To calculate the cumulative counts, we need to consider ALL determiner's columns, in this case:

    - 'determinator_full_name'
    - 'determinator_full_name2': as I'm writing this script, it's all empty

In [5]:
determiner_columns = ['determinator_full_name', 'determinator_full_name2']

# name of all determiners (first and second)
determiners = set(NewTable['determinator_full_name'].str.strip()).union(set(NewTable['determinator_full_name2']))

determiners = [name for name in determiners if 'nan' not in str(name)]  # removing NaN and parsing into a list

In [6]:
# cumulatively counting the contribution of each determiner
result = defaultdict()
for col in determiner_columns:
    temp = NewTable.groupby([col, 'ano_determinacao']).count()['class'].reset_index().rename(columns={
        'class':'counts'
    })
    
    temp.sort_values('ano_determinacao')
    for det in temp[col].unique():
        if 'nan' not in str(det):  # OBS: se precisar coletar mais informações, fazer isso AQUI!
            cumSum = list(temp[temp[col] == det]['counts'].cumsum())
            years = list(temp[temp[col] == det]['ano_determinacao'])
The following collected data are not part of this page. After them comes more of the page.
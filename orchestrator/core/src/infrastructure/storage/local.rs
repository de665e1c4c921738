// Copyright (c) 2026 100monkeys.ai
// SPDX-License-Identifier: AGPL-3.0

//! Local Filesystem Object Storage
//!
//! Filesystem-backed implementation of [`ObjectStorage`] for single-node
//! setups and testing. An object `bucket/key` lives at
//! `<base>/<bucket>/<key>`.
//!
//! **Limitations:**
//! - No sharing between nodes
//! - No versioning or multipart transfers
//!
//! **Use Cases:**
//! - ✅ Running the agent next to a directory synced from the artifact store
//! - ✅ Unit/integration testing
//! - ❌ Clusters where the controller writes to a remote store

use async_trait::async_trait;
use std::path::{Component, Path, PathBuf};
use tracing::debug;
use walkdir::WalkDir;

use crate::domain::storage::{ObjectStorage, StorageError};

/// Local filesystem object storage
pub struct LocalObjectStorage {
    /// Base directory holding one sub-directory per bucket
    base_path: PathBuf,
}

impl LocalObjectStorage {
    /// Create new local object storage
    ///
    /// # Arguments
    /// * `base_path` - Directory holding the buckets; created when missing
    pub fn new(base_path: impl Into<PathBuf>) -> Result<Self, StorageError> {
        let base_path = base_path.into();

        std::fs::create_dir_all(&base_path).map_err(|e| {
            StorageError::IoError(format!(
                "Failed to create base directory {}: {}",
                base_path.display(),
                e
            ))
        })?;

        Ok(Self { base_path })
    }

    pub fn base_path(&self) -> &Path {
        &self.base_path
    }

    /// Resolve `bucket/key` to an absolute filesystem path, rejecting keys
    /// that would climb out of the bucket.
    fn resolve(&self, bucket: &str, key: &str) -> Result<PathBuf, StorageError> {
        let key = key.trim_start_matches('/');
        let relative = Path::new(bucket).join(key);
        if relative
            .components()
            .any(|c| !matches!(c, Component::Normal(_)))
        {
            return Err(StorageError::NotFound(format!("{}/{}", bucket, key)));
        }
        Ok(self.base_path.join(relative))
    }
}

#[async_trait]
impl ObjectStorage for LocalObjectStorage {
    async fn download(
        &self,
        bucket: &str,
        key: &str,
        dest_dir: &Path,
        dest_name: &str,
    ) -> Result<PathBuf, StorageError> {
        let source = self.resolve(bucket, key)?;
        if !tokio::fs::try_exists(&source).await.unwrap_or(false) {
            return Err(StorageError::NotFound(format!("{}/{}", bucket, key)));
        }

        tokio::fs::create_dir_all(dest_dir).await?;
        let target = dest_dir.join(dest_name);
        tokio::fs::copy(&source, &target).await.map_err(|e| {
            StorageError::DownloadFailed(format!("{}/{}: {}", bucket, key, e))
        })?;

        debug!(bucket, key, target = %target.display(), "Downloaded object");
        Ok(target)
    }

    async fn upload(&self, bucket: &str, local_file: &Path, key: &str) -> Result<(), StorageError> {
        let target = self.resolve(bucket, key)?;
        if let Some(parent) = target.parent() {
            tokio::fs::create_dir_all(parent).await?;
        }
        tokio::fs::copy(local_file, &target).await.map_err(|e| {
            StorageError::UploadFailed(format!("{} -> {}/{}: {}", local_file.display(), bucket, key, e))
        })?;

        debug!(bucket, key, source = %local_file.display(), "Uploaded object");
        Ok(())
    }

    async fn list(&self, bucket: &str, prefix: &str) -> Result<Vec<String>, StorageError> {
        let bucket_root = self.resolve(bucket, "")?;
        let prefix = prefix.trim_start_matches('/').to_string();

        tokio::task::spawn_blocking(move || {
            if !bucket_root.is_dir() {
                return Ok(Vec::new());
            }
            let mut keys = Vec::new();
            for entry in WalkDir::new(&bucket_root).follow_links(false) {
                let entry = entry.map_err(|e| StorageError::ListFailed(e.to_string()))?;
                if !entry.file_type().is_file() {
                    continue;
                }
                let Ok(relative) = entry.path().strip_prefix(&bucket_root) else {
                    continue;
                };
                let key = relative
                    .components()
                    .map(|c| c.as_os_str().to_string_lossy())
                    .collect::<Vec<_>>()
                    .join("/");
                if key.starts_with(&prefix) {
                    keys.push(key);
                }
            }
            keys.sort();
            Ok(keys)
        })
        .await
        .map_err(|e| StorageError::ListFailed(e.to_string()))?
    }
}
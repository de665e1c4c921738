// Copyright (c) 2026 100monkeys.ai
// SPDX-License-Identifier: AGPL-3.0

//! Command implementations for the algo-agent CLI

pub mod config;
pub mod tasks;

pub use self::config::ConfigCommand;
pub use self::tasks::TasksCommand;
// Copyright (c) 2026 100monkeys.ai
// SPDX-License-Identifier: AGPL-3.0

// Agent Configuration Types
//
// Defines the configuration schema for an algo-agent node, including:
// - Node identity and data root
// - Container runtime connection and launch defaults
// - Object storage location and artifact key prefixes
// - Message bus service names
// - Reconciliation schedules and grace periods
// - HTTP ingress settings

use serde::{Deserialize, Serialize};
use std::path::{Path, PathBuf};
use std::time::Duration;

use crate::domain::task::TaskKind;

pub const CONFIG_PATH_ENV: &str = "ALGO_AGENT_CONFIG_PATH";

/// Top-level agent configuration
#[derive(Debug, Clone, Serialize, Deserialize)]
pub struct AgentConfig {
    /// Node name reported to the controller (defaults to the hostname)
    #[serde(default = "default_node_name")]
    pub node_name: String,

    /// Root of every task directory, registry file and the image cache
    #[serde(default = "default_data_root")]
    pub data_root: PathBuf,

    #[serde(default)]
    pub runtime: RuntimeSettings,

    #[serde(default)]
    pub storage: StorageSettings,

    #[serde(default)]
    pub services: ServiceNames,

    #[serde(default)]
    pub scripts: EntryScripts,

    #[serde(default)]
    pub reconcile: ReconcileSettings,

    #[serde(default)]
    pub http: HttpSettings,
}

#[derive(Debug, Clone, Serialize, Deserialize)]
pub struct RuntimeSettings {
    /// Docker socket; local defaults are used when unset
    #[serde(skip_serializing_if = "Option::is_none")]
    pub docker_socket_path: Option<String>,

    #[serde(default = "default_memory_bytes")]
    pub memory_bytes: i64,

    /// Program that runs the entry script inside the container
    #[serde(default = "default_interpreter")]
    pub interpreter: String,

    /// Mount point of the task directory inside the container
    #[serde(default = "default_workspace")]
    pub workspace: String,
}

#[derive(Debug, Clone, Serialize, Deserialize)]
pub struct StorageSettings {
    /// Directory backing the local object store (`<base>/<bucket>/<key>`)
    #[serde(default = "default_storage_base")]
    pub base_path: PathBuf,

    /// Key prefix for uploaded training weights; the task id follows directly
    #[serde(default = "default_model_prefix")]
    pub model_path_prefix: String,

    /// Key prefix for uploaded training checkpoints
    #[serde(default = "default_checkpoint_prefix")]
    pub checkpoint_path_prefix: String,

    /// Key prefix for extracted model weights
    #[serde(default = "default_extract_prefix")]
    pub extract_path_prefix: String,
}

/// Queue names on the controller side
#[derive(Debug, Clone, Serialize, Deserialize)]
pub struct ServiceNames {
    #[serde(default = "default_train_service")]
    pub train: String,

    #[serde(default = "default_eval_service")]
    pub eval: String,

    #[serde(default = "default_deploy_service")]
    pub deploy: String,
}

#[derive(Debug, Clone, Serialize, Deserialize)]
pub struct EntryScripts {
    #[serde(default = "default_train_script")]
    pub train: String,
    #[serde(default = "default_eval_script")]
    pub eval: String,
    #[serde(default = "default_extract_script")]
    pub extract: String,
    #[serde(default = "default_deploy_script")]
    pub deploy: String,
}

#[derive(Debug, Clone, Serialize, Deserialize)]
pub struct ReconcileSettings {
    #[serde(default = "default_job_interval")]
    pub train_interval_secs: u64,
    #[serde(default = "default_job_interval")]
    pub eval_interval_secs: u64,
    #[serde(default = "default_extract_interval")]
    pub extract_interval_secs: u64,
    #[serde(default = "default_job_interval")]
    pub deploy_interval_secs: u64,

    /// How long a stopped train/eval container is kept before cleanup
    #[serde(default = "default_job_grace")]
    pub job_grace_secs: u64,

    #[serde(default = "default_extract_grace")]
    pub extract_grace_secs: u64,

    /// Log lines quoted in the remark of a crashed task
    #[serde(default = "default_log_tail")]
    pub log_tail: usize,
}

#[derive(Debug, Clone, Serialize, Deserialize)]
pub struct HttpSettings {
    #[serde(default = "default_bind_address")]
    pub bind_address: String,

    #[serde(default = "default_http_port")]
    pub port: u16,
}

// Default value functions
fn default_node_name() -> String {
    hostname::get()
        .ok()
        .and_then(|h| h.into_string().ok())
        .unwrap_or_else(|| "algo-agent".to_string())
}

fn default_data_root() -> PathBuf {
    PathBuf::from("./data")
}

fn default_memory_bytes() -> i64 {
    16 * 1024 * 1024 * 1024
}

fn default_interpreter() -> String {
    "python".to_string()
}

fn default_workspace() -> String {
    "/workspace".to_string()
}

fn default_storage_base() -> PathBuf {
    PathBuf::from("./objects")
}

fn default_model_prefix() -> String {
    "Model/train-".to_string()
}

fn default_checkpoint_prefix() -> String {
    "Checkpoint/train-".to_string()
}

fn default_extract_prefix() -> String {
    "Model/train_detail-".to_string()
}

fn default_train_service() -> String {
    "train".to_string()
}

fn default_eval_service() -> String {
    "eval".to_string()
}

fn default_deploy_service() -> String {
    "deploy".to_string()
}

fn default_train_script() -> String {
    "train.py".to_string()
}

fn default_eval_script() -> String {
    "eval.py".to_string()
}

fn default_extract_script() -> String {
    "extract.py".to_string()
}

fn default_deploy_script() -> String {
    "inference.py".to_string()
}

fn default_job_interval() -> u64 {
    30
}

fn default_extract_interval() -> u64 {
    120
}

fn default_job_grace() -> u64 {
    6 * 60 * 60
}

fn default_extract_grace() -> u64 {
    10 * 60
}

fn default_log_tail() -> usize {
    10
}

fn default_bind_address() -> String {
    "0.0.0.0".to_string()
}

fn default_http_port() -> u16 {
    8090
}

impl Default for RuntimeSettings {
    fn default() -> Self {
        Self {
            docker_socket_path: None,
            memory_bytes: default_memory_bytes(),
            interpreter: default_interpreter(),
            workspace: default_workspace(),
        }
    }
}

impl Default for StorageSettings {
    fn default() -> Self {
        Self {
            base_path: default_storage_base(),
            model_path_prefix: default_model_prefix(),
            checkpoint_path_prefix: default_checkpoint_prefix(),
            extract_path_prefix: default_extract_prefix(),
        }
    }
}

impl Default for ServiceNames {
    fn default() -> Self {
        Self {
            train: default_train_service(),
            eval: default_eval_service(),
            deploy: default_deploy_service(),
        }
    }
}

impl Default for EntryScripts {
    fn default() -> Self {
        Self {
            train: default_train_script(),
            eval: default_eval_script(),
            extract: default_extract_script(),
            deploy: default_deploy_script(),
        }
    }
}

impl Default for ReconcileSettings {
    fn default() -> Self {
        Self {
            train_interval_secs: default_job_interval(),
            eval_interval_secs: default_job_interval(),
            extract_interval_secs: default_extract_interval(),
            deploy_interval_secs: default_job_interval(),
            job_grace_secs: default_job_grace(),
            extract_grace_secs: default_extract_grace(),
            log_tail: default_log_tail(),
        }
    }
}

impl Default for HttpSettings {
    fn default() -> Self {
        Self {
            bind_address: default_bind_address(),
            port: default_http_port(),
        }
    }
}

impl Default for AgentConfig {
    fn default() -> Self {
        Self {
            node_name: default_node_name(),
            data_root: default_data_root(),
            runtime: RuntimeSettings::default(),
            storage: StorageSettings::default(),
            services: ServiceNames::default(),
            scripts: EntryScripts::default(),
            reconcile: ReconcileSettings::default(),
            http: HttpSettings::default(),
        }
    }
}

impl ReconcileSettings {
    pub fn interval(&self, kind: TaskKind) -> Duration {
        let secs = match kind {
            TaskKind::Training => self.train_interval_secs,
            TaskKind::Evaluation => self.eval_interval_secs,
            TaskKind::Extraction => self.extract_interval_secs,
            TaskKind::Deploy => self.deploy_interval_secs,
        };
        Duration::from_secs(secs)
    }

    /// Deploy services are cleaned up as soon as they are found dead.
    pub fn grace(&self, kind: TaskKind) -> Duration {
        let secs = match kind {
            TaskKind::Training | TaskKind::Evaluation => self.job_grace_secs,
            TaskKind::Extraction => self.extract_grace_secs,
            TaskKind::Deploy => 0,
        };
        Duration::from_secs(secs)
    }
}

impl EntryScripts {
    pub fn for_kind(&self, kind: TaskKind) -> &str {
        match kind {
            TaskKind::Training => &self.train,
            TaskKind::Evaluation => &self.eval,
            TaskKind::Extraction => &self.extract,
            TaskKind::Deploy => &self.deploy,
        }
    }
}

impl AgentConfig {
    pub fn from_yaml_file(path: impl AsRef<Path>) -> anyhow::Result<Self> {
        let content = std::fs::read_to_string(path)?;
        let config = serde_yaml::from_str(&content)?;
        Ok(config)
    }

    pub fn to_yaml_file(&self, path: impl AsRef<Path>) -> anyhow::Result<()> {
        let yaml = serde_yaml::to_string(self)?;
        std::fs::write(path, yaml)?;
        Ok(())
    }

    pub fn from_yaml_str(yaml: &str) -> anyhow::Result<Self> {
        let config = serde_yaml::from_str(yaml)?;
        Ok(config)
    }

    pub fn discover_config() -> Option<PathBuf> {
        // 1. Environment variable
        if let Ok(path) = std::env::var(CONFIG_PATH_ENV) {
            let path = PathBuf::from(path);
            if path.exists() {
                return Some(path);
            }
        }

        // 2. Working directory
        let cwd = PathBuf::from("./algo-agent.yaml");
        if cwd.exists() {
            return Some(cwd);
        }

        // 3. User home
        if let Some(home) = dirs::home_dir() {
            let user_config = home.join(".algo-agent").join("config.yaml");
            if user_config.exists() {
                return Some(user_config);
            }
        }

        // 4. System config
        let system_config = PathBuf::from("/etc/algo-agent/config.yaml");
        if system_config.exists() {
            return Some(system_config);
        }

        None
    }

    pub fn load_or_default(cli_path: Option<PathBuf>) -> anyhow::Result<Self> {
        // Explicit path must exist and parse
        if let Some(path) = cli_path {
            tracing::info!("Loading configuration from explicit path: {:?}", path);
            let mut config = Self::from_yaml_file(&path).map_err(|e| {
                anyhow::anyhow!("Failed to load config at {:?}: {}", path, e)
            })?;
            config.apply_env_overrides();
            return Ok(config);
        }

        if let Some(config_path) = Self::discover_config() {
            tracing::info!("Loading configuration from discovered path: {:?}", config_path);
            let mut config = Self::from_yaml_file(config_path)?;
            config.apply_env_overrides();
            Ok(config)
        } else {
            tracing::warn!("No configuration file found in standard locations. Using defaults.");
            let mut config = Self::default();
            config.apply_env_overrides();
            Ok(config)
        }
    }

    pub fn apply_env_overrides(&mut self) {
        if let Ok(val) = std::env::var("ALGO_AGENT_DATA_ROOT") {
            tracing::info!("Environment override: ALGO_AGENT_DATA_ROOT={}", val);
            self.data_root = PathBuf::from(val);
        }

        if let Ok(val) = std::env::var("ALGO_AGENT_DOCKER_SOCKET") {
            tracing::info!("Environment override: ALGO_AGENT_DOCKER_SOCKET={}", val);
            self.runtime.docker_socket_path = Some(val);
        }

        if let Ok(val) = std::env::var("ALGO_AGENT_NODE_NAME") {
            tracing::info!("Environment override: ALGO_AGENT_NODE_NAME={}", val);
            self.node_name = val;
        }

        if let Ok(val) = std::env::var("ALGO_AGENT_HTTP_PORT") {
            match val.parse::<u16>() {
                Ok(port) => {
                    tracing::info!("Environment override: ALGO_AGENT_HTTP_PORT={}", port);
                    self.http.port = port;
                }
                Err(_) => {
                    tracing::warn!(
                        "Invalid value for ALGO_AGENT_HTTP_PORT: '{}'. Expected a port number. Ignoring.",
                        val
                    );
                }
            }
        }
    }

    pub fn validate(&self) -> anyhow::Result<()> {
        if self.node_name.trim().is_empty() {
            anyhow::bail!("node_name cannot be empty");
        }

        if self.data_root.as_os_str().is_empty() {
            anyhow::bail!("data_root cannot be empty");
        }

        if !self.runtime.workspace.starts_with('/') {
            anyhow::bail!(
                "runtime.workspace must be an absolute container path, got '{}'",
                self.runtime.workspace
            );
        }

        if self.runtime.memory_bytes <= 0 {
            anyhow::bail!("runtime.memory_bytes must be positive");
        }

        if self.runtime.interpreter.is_empty() {
            anyhow::bail!("runtime.interpreter cannot be empty");
        }

        for (name, value) in [
            ("services.train", &self.services.train),
            ("services.eval", &self.services.eval),
            ("services.deploy", &self.services.deploy),
        ] {
            if value.is_empty() {
                anyhow::bail!("{} cannot be empty", name);
            }
        }

        for kind in TaskKind::ALL {
            if self.scripts.for_kind(kind).is_empty() {
                anyhow::bail!("entry script for {} cannot be empty", kind);
            }
            if self.reconcile.interval(kind).is_zero() {
                anyhow::bail!("reconcile interval for {} must be positive", kind);
            }
        }

        Ok(())
    }

    /// `<data_root>/<kind>`
    pub fn kind_root(&self, kind: TaskKind) -> PathBuf {
        self.data_root.join(kind.dir_name())
    }

    pub fn registry_path(&self, kind: TaskKind) -> PathBuf {
        self.kind_root(kind).join(kind.registry_file())
    }

    pub fn image_cache_dir(&self) -> PathBuf {
        self.data_root.join("image")
    }
}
            for i in range(len(cumSum)):
                result[f'{det}-{years[i]}'] = cumSum[i]
                
counts = pd.DataFrame(dict(result), index=['cumulative_sum']).transpose().reset_index()

In [7]:
counts['determinator_full_name'] = counts['index'].apply(lambda x:str(x).split('-')[0])
counts['ano_determinacao'] = counts['index'].apply(lambda x:float(str(x).split('-')[-1]))

In [9]:
g1 = alt.Chart(counts, title='Número acumulado de espécimes por determinador', width=800,
              height=400).mark_line(point=True).encode(
    x= alt.X('ano_determinacao', type="ordinal", title='Ano de Determinação'),
    y= alt.Y('cumulative_sum', title='', 
             sort=alt.EncodingSortField('counts', op="count", order='descending')),
    color= alt.Color('determinator_full_name:N', title='', legend=None),
    tooltip= alt.Tooltip(['determinator_full_name','ano_determinacao','cumulative_sum'])
)

g1 = g1.configure_title(fontSize=16).configure_axis(
    labelFontSize=12,
    titleFontSize=12
).configure_legend(
    labelFontSize=12,
    titleFontSize=12
)

g1.save('./graphs/cumCounts/determiner/cumCount-per-year.html')

# g1

<br>

### Collector's cumulative contribution per year

<font color='red' size='5'> Collectors name is sensitive data. Do not publish it without curator's permission </font>

To calculate the cumulative counts, we need to consider ALL collector's columns, in this case:

    - 'collector_full_name'
    - 'collector_full_name2' ... 'collector_full_name6'

In [10]:
collector_columns = ['collector_full_name', 'collector_full_name2', 
                     'collector_full_name3', 'collector_full_name4', 
                     'collector_full_name5', 'collector_full_name6']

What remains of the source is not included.